[REQUIREMENT]
Show all lines of the entries in which the word "const" is found.

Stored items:
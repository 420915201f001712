//! Group creation and bulk export kick-off

use axum::{
    body::Bytes,
    extract::{Query, State},
    http::{header, HeaderMap, StatusCode},
    response::{IntoResponse, Response},
    Extension,
};
use dpc_fhir_models::{Group, ResourceEnvelope, ResourceType};
use serde::Deserialize;
use serde_json::Value;
use url::Url;

use super::resources;
use crate::error::{ApiError, Result};
use crate::request_context::RequestContext;
use crate::state::AppState;

const OUTPUT_FORMATS: [&str; 3] = ["application/fhir+ndjson", "application/ndjson", "ndjson"];
const RESPOND_ASYNC: &str = "respond-async";

#[derive(Debug, Default, Deserialize)]
pub struct OutputFormatQuery {
    #[serde(rename = "_outputFormat")]
    pub output_format: Option<String>,
}

pub async fn create(
    State(state): State<AppState>,
    Extension(ctx): Extension<RequestContext>,
    body: Bytes,
) -> Result<Response> {
    resources::create(&state, &ctx, ResourceType::Group, body).await
}

/// `_outputFormat` is optional; when given it must name NDJSON.
fn check_output_format(ctx: &RequestContext, format: Option<&str>) -> Result<()> {
    match format {
        Some(format)
            if !OUTPUT_FORMATS
                .iter()
                .any(|allowed| allowed.eq_ignore_ascii_case(format.trim())) =>
        {
            Err(ApiError::business_violation(
                ctx,
                StatusCode::BAD_REQUEST,
                "'_outputFormat' query parameter must be 'application/fhir+ndjson', 'application/ndjson', or 'ndjson'",
            ))
        }
        _ => Ok(()),
    }
}

fn check_prefer(ctx: &RequestContext, headers: &HeaderMap) -> Result<()> {
    let prefer = headers
        .get("prefer")
        .and_then(|v| v.to_str().ok())
        .map(str::trim);
    match prefer {
        Some(value) if value.eq_ignore_ascii_case(RESPOND_ASYNC) => Ok(()),
        Some(_) => Err(ApiError::business_violation(
            ctx,
            StatusCode::BAD_REQUEST,
            "The 'Prefer' header must be 'respond-async'",
        )),
        None => Err(ApiError::business_violation(
            ctx,
            StatusCode::BAD_REQUEST,
            "The 'Prefer' header is required and must be 'respond-async'",
        )),
    }
}

/// Where the client polls for the job: the called URL with its path replaced.
fn job_location(state: &AppState, ctx: &RequestContext, job_id: &str) -> String {
    match ctx.request_url.as_deref().map(Url::parse) {
        Some(Ok(mut url)) => {
            url.set_path(&format!("/v2/Jobs/{job_id}"));
            url.set_query(None);
            url.to_string()
        }
        _ => format!(
            "{}/Jobs/{}",
            state.config.export.api_path.trim_end_matches('/'),
            job_id
        ),
    }
}

pub async fn export(
    State(state): State<AppState>,
    Extension(ctx): Extension<RequestContext>,
    Query(query): Query<OutputFormatQuery>,
    headers: HeaderMap,
) -> Result<Response> {
    let Some(group_id) = ctx.group_id.clone() else {
        return Err(ApiError::business_violation(
            &ctx,
            StatusCode::BAD_REQUEST,
            "Failed to extract group id from url, please check the url",
        ));
    };

    let body = state
        .attribution
        .get(&ctx, ResourceType::Group, &group_id)
        .await
        .map_err(|e| {
            tracing::warn!(request_id = %ctx.request_id, group_id = %group_id, error = %e, "Failed to find group for export");
            ApiError::not_found(&ctx, "Failed to find the group")
        })?;

    check_output_format(&ctx, query.output_format.as_deref())?;
    check_prefer(&ctx, &headers)?;

    let patients = ResourceEnvelope::from_slice(&body)
        .and_then(|envelope| Group::from_value(&Value::Object(envelope.info)))
        .and_then(|group| group.patient_mbis())
        .map_err(|e| {
            tracing::error!(request_id = %ctx.request_id, group_id = %group_id, error = %e, "Failed to read group members");
            ApiError::generic_server_issue(&ctx)
        })?;
    if patients.is_empty() {
        return Err(ApiError::business_violation(
            &ctx,
            StatusCode::BAD_REQUEST,
            "The group must contain active patients",
        ));
    }

    let job = state.attribution.export(&ctx, &group_id).await.map_err(|e| {
        tracing::error!(request_id = %ctx.request_id, group_id = %group_id, error = %e, "Failed to start export job");
        ApiError::generic_server_issue(&ctx)
    })?;

    tracing::info!(
        request_id = %ctx.request_id,
        group_id = %group_id,
        job_id = %job.id,
        "Export job queued"
    );
    Ok((
        StatusCode::ACCEPTED,
        [(header::CONTENT_LOCATION, job_location(&state, &ctx, &job.id))],
    )
        .into_response())
}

[ANSWER TO THIS EXERCISE]
const OUTPUT_FORMATS: [&str; 3] = ["application/fhir+ndjson", "application/ndjson", "ndjson"];
const RESPOND_ASYNC: &str = "respond-async";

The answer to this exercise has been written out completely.